In the first monkey study, researchers gave rhesus macaques oral doses of a compound containing two ARV drugs, tenofovir and emtricitabine (which is sold under the name Truvada). The medicine was administered at different intervals, both before and after the animals were rectally exposed to the AIDS virus once a week for three months.

When the first dose was given either one or three days before contact with the virus, five out of six animals were protected. When it was given seven days before exposure, four in six animals were protected. When the dose was two hours before exposure, however, only three in six were protected.

Of 27 untreated animals, 26 became infected after an average of two exposures.

Tenofovir has a very long active life inside the body. But two hours appears to be not enough time for it to be absorbed and carried into the cells of the immune system, which are HIV's target, said J. Gerardo GarcĂ­a-Lerma, the CDC virologist who led the study.

There are seven studies in people testing either Truvada or tenofovir alone as an HIV-prevention pill. In each of the experiments, which are enrolling a total of 18,000 volunteers in the United States, Kenya, Uganda, Botswana and Thailand, the drugs are administered every day. The monkey study suggests that intermittent dosing might work, too.

In the other monkey study, researchers used vaginal gels containing either both drugs or tenofovir alone. The gel was applied half an hour before twice-weekly vaginal exposure to the virus.

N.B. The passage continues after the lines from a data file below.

use rand::{rngs::StdRng, seq::SliceRandom, Rng, SeedableRng};
use smallvec::SmallVec;

use crate::graph::{Graph, GraphError, VertexId};
use crate::units::{EdgesCount, NodesCount};
use crate::utils;
use crate::utils::FnvHashMap;

/// Random source for maze generation.
/// A fixed seed reproduces a maze exactly, otherwise the generator is seeded from the OS on every call.
pub fn seeded_rng(seed: Option<u64>) -> StdRng {
    match seed {
        Some(s) => StdRng::seed_from_u64(s),
        None => StdRng::from_os_rng(),
    }
}

/// Result of a depth first traversal: the tree of discovery edges plus the DFS clock readings.
#[derive(Debug, Clone)]
pub struct SpanningTree {
    start: VertexId,
    tree: Graph,
    discovered: FnvHashMap<VertexId, usize>,
    finished: FnvHashMap<VertexId, usize>,
}

impl SpanningTree {
    #[inline]
    pub fn start(&self) -> VertexId {
        self.start
    }

    #[inline]
    pub fn graph(&self) -> &Graph {
        &self.tree
    }

    pub fn into_graph(self) -> Graph {
        self.tree
    }

    pub fn discovery_time(&self, v: VertexId) -> Option<usize> {
        self.discovered.get(&v).cloned()
    }

    pub fn finish_time(&self, v: VertexId) -> Option<usize> {
        self.finished.get(&v).cloned()
    }
}

/// Carve a maze out of a fully linked grid graph with a randomized depth first search.
///
/// The traversal keeps an explicit stack. When the vertex on top of the stack is seen for the
/// first time it is joined to the vertex that last pushed it, and all of its undiscovered
/// neighbours are pushed in a random order. A vertex met again on top of the stack is finished
/// and popped; a vertex pushed by several parents is simply popped again later.
///
/// `graph` is left untouched. The returned tree holds every vertex reachable from `start`
/// with exactly one fewer edge than vertices.
pub fn randomized_depth_first<R>(graph: &Graph,
                                 start: VertexId,
                                 rng: &mut R)
                                 -> Result<SpanningTree, GraphError>
    where R: Rng + ?Sized
{
    let start_coord = graph.coordinate_of(start)?;
    let capacity = graph.vertex_count();

    let mut tree = Graph::with_capacity(NodesCount(capacity),
                                        EdgesCount(capacity.saturating_sub(1)));
    tree.add_vertex(start, start_coord.row, start_coord.column);

    let mut parents: FnvHashMap<VertexId, VertexId> = utils::fnv_hashmap(capacity);
    let mut discovered: FnvHashMap<VertexId, usize> = utils::fnv_hashmap(capacity);
    let mut finished: FnvHashMap<VertexId, usize> = utils::fnv_hashmap(capacity);
    let mut clock = 1;

    let mut stack = vec![start];
    while let Some(&top) = stack.last() {

        if !discovered.contains_key(&top) {
            discovered.insert(top, clock);
            clock += 1;

            if top != start {
                if let Some(&parent) = parents.get(&top) {
                    tree.add_edge(parent, top);
                }
            }

            let mut unvisited: SmallVec<[VertexId; 4]> = SmallVec::new();
            for n in graph.neighbors(top)? {
                if !discovered.contains_key(&n) {
                    let coord = graph.coordinate_of(n)?;
                    parents.insert(n, top);
                    tree.add_vertex(n, coord.row, coord.column);
                    unvisited.push(n);
                }
            }
            unvisited.shuffle(rng);

            tracing::trace!(vertex = %top, pushed = unvisited.len(), "discovered");
            stack.extend(unvisited);

        } else {
            if !finished.contains_key(&top) {
                finished.insert(top, clock);
                clock += 1;
            }
            stack.pop();
        }
    }

    tracing::debug!(start = %start,
                    vertices = tree.vertex_count(),
                    edges = tree.edge_count(),
                    "generated spanning tree");

    Ok(SpanningTree {
        start,
        tree,
        discovered,
        finished,
    })
}

/// Generate a maze from the grid graph, returning just the tree.
pub fn recursive_backtracker(graph: &Graph,
                             start: VertexId,
                             seed: Option<u64>)
                             -> Result<Graph, GraphError> {
    let mut rng = seeded_rng(seed);
    tracing::debug!(?seed, "recursive backtracker");
    randomized_depth_first(graph, start, &mut rng).map(SpanningTree::into_graph)
}


#[cfg(test)]
mod tests {

    use itertools::Itertools;
    use quickcheck::quickcheck;

    use super::*;
    use crate::graph::Edge;
    use crate::grids::{rect_grid_graph, RectGridDimensions};
    use crate::pathing::Distances;
    use crate::units::{ColumnsCount, RowsCount};

    fn grid(rows: usize, columns: usize) -> Graph {
        rect_grid_graph(RectGridDimensions::new(RowsCount(rows), ColumnsCount(columns)))
    }

    fn normalised_edges(g: &Graph) -> Vec<Edge> {
        g.edges()
            .into_iter()
            .map(|(s, d)| if s < d { (s, d) } else { (d, s) })
            .sorted()
            .collect()
    }

    fn is_spanning_tree_of(tree: &Graph, g: &Graph, start: VertexId) -> bool {
        let reachable = Distances::for_graph(g, start).unwrap().len();
        let reachable_in_tree = Distances::for_graph(tree, start).unwrap().len();
        tree.vertex_count() == reachable &&
        reachable_in_tree == reachable &&
        tree.edge_count() + 1 == reachable &&
        tree.edges().iter().all(|&(s, d)| g.contains_edge(s, d))
    }

    #[test]
    fn single_cell_maze() {
        let g = grid(1, 1);
        let maze = recursive_backtracker(&g, VertexId(0), None).unwrap();
        assert_eq!(maze.vertex_count(), 1);
        assert_eq!(maze.edge_count(), 0);
    }

    #[test]
    fn two_cell_maze_is_the_grid() {
        let g = grid(2, 1);
        let maze = recursive_backtracker(&g, VertexId(0), None).unwrap();
        assert_eq!(maze.vertex_count(), 2);
        assert_eq!(normalised_edges(&maze), normalised_edges(&g));
    }

    #[test]
    fn three_by_three_maze_has_eight_edges() {
        let g = grid(3, 3);
        for seed in 0..50 {
            let maze = recursive_backtracker(&g, VertexId(0), Some(seed)).unwrap();
            assert_eq!(maze.vertex_count(), 9);
            assert_eq!(maze.edge_count(), 8);
            assert!(is_spanning_tree_of(&maze, &g, VertexId(0)));
        }
    }

    #[test]
    fn coordinates_are_copied_from_the_grid() {
        let g = grid(4, 6);
        let maze = recursive_backtracker(&g, VertexId(7), Some(3)).unwrap();
        for v in g.vertices() {
            assert_eq!(maze.coordinate_of(v), g.coordinate_of(v));
        }
    }

    #[test]
    fn grid_is_not_mutated() {
        let g = grid(5, 5);
        let before = normalised_edges(&g);
        let _ = recursive_backtracker(&g, VertexId(0), None).unwrap();
        assert_eq!(g.vertex_count(), 25);
        assert_eq!(normalised_edges(&g), before);
    }

    #[test]
    fn fixed_seed_reproduces_the_maze() {
        let g = grid(8, 8);
        let a = recursive_backtracker(&g, VertexId(0), Some(1234)).unwrap();
        let b = recursive_backtracker(&g, VertexId(0), Some(1234)).unwrap();
        assert_eq!(normalised_edges(&a), normalised_edges(&b));
    }

    #[test]
    fn unseeded_mazes_differ() {
        let g = grid(3, 3);
        let mazes = (0..20)
            .map(|_| normalised_edges(&recursive_backtracker(&g, VertexId(0), None).unwrap()))
            .unique()
            .count();
        assert!(mazes > 1);
    }

    #[test]
    fn every_vertex_discovered_and_finished_once() {
        let g = grid(6, 4);
        let mut rng = seeded_rng(Some(99));
        let traversal = randomized_depth_first(&g, VertexId(0), &mut rng).unwrap();
        assert_eq!(traversal.start(), VertexId(0));

        let mut clock_readings = vec![];
        for v in g.vertices() {
            let discovered = traversal.discovery_time(v).expect("vertex never discovered");
            let finished = traversal.finish_time(v).expect("vertex never finished");
            assert!(discovered < finished);
            clock_readings.push(discovered);
            clock_readings.push(finished);
        }
        clock_readings.sort();
        assert_eq!(clock_readings, (1..=48).collect::<Vec<_>>());

        // The start is discovered first and finished last
        assert_eq!(traversal.discovery_time(VertexId(0)), Some(1));
        assert_eq!(traversal.finish_time(VertexId(0)), Some(48));
    }

    #[test]
    fn parents_enclose_children() {
        // A tree edge joins a parent to a child whose DFS interval nests inside the parent's
        let g = grid(5, 5);
        let mut rng = seeded_rng(Some(7));
        let traversal = randomized_depth_first(&g, VertexId(12), &mut rng).unwrap();
        for (s, d) in traversal.graph().edges() {
            let (parent, child) = if traversal.discovery_time(s) < traversal.discovery_time(d) {
                (s, d)
            } else {
                (d, s)
            };
            assert!(traversal.discovery_time(parent) < traversal.discovery_time(child));
            assert!(traversal.finish_time(child) < traversal.finish_time(parent));
        }
    }

    #[test]
    fn isolated_start() {
        let mut g = Graph::new();
        g.add_vertex(VertexId(0), 0, 0);
        g.add_vertex(VertexId(1), 0, 1);
        let maze = recursive_backtracker(&g, VertexId(0), None).unwrap();
        assert_eq!(maze.vertices().collect::<Vec<_>>(), vec![VertexId(0)]);
        assert_eq!(maze.edge_count(), 0);
    }

    #[test]
    fn only_the_reachable_component_is_spanned() {
        let mut g = grid(2, 3);
        // cut the right hand column off from the rest
        g.remove_edge(VertexId(1), VertexId(2)).unwrap();
        g.remove_edge(VertexId(4), VertexId(5)).unwrap();

        let maze = recursive_backtracker(&g, VertexId(0), Some(5)).unwrap();
        assert_eq!(maze.vertices().sorted().collect::<Vec<_>>(),
                   vec![VertexId(0), VertexId(1), VertexId(3), VertexId(4)]);
        assert_eq!(maze.edge_count(), 3);
    }

    #[test]
    fn unknown_start_vertex() {
        let g = grid(2, 2);
        let result = recursive_backtracker(&g, VertexId(10), None);
        assert_eq!(result.unwrap_err(), GraphError::UnknownVertex(VertexId(10)));
    }

    #[test]
    fn quickcheck_mazes_are_spanning_trees() {
        fn p(rows: u8, columns: u8, start: u8, seed: u64) -> bool {
            let (rows, columns) = (rows as usize % 9 + 1, columns as usize % 9 + 1);
            let g = grid(rows, columns);
            let start = VertexId(start as usize % (rows * columns));
            let maze = recursive_backtracker(&g, start, Some(seed)).unwrap();
            is_spanning_tree_of(&maze, &g, start)
        }
        quickcheck(p as fn(u8, u8, u8, u64) -> bool)
    }
}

The six monkeys that received the two-drug gel were all protected, as were the six who got the tenofovir-only gel. Of 11 monkeys in a control group, 10 became infected after an average of four exposures to the virus.

Anthony S. Fauci, director of the National Institute of Allergy and Infectious Diseases, said he was buoyed by the results of the animal experiments and not entirely discouraged by the human results.

"In such a sea of disappointment as microbicide research, a study that is even a little encouraging is something to notice," he said.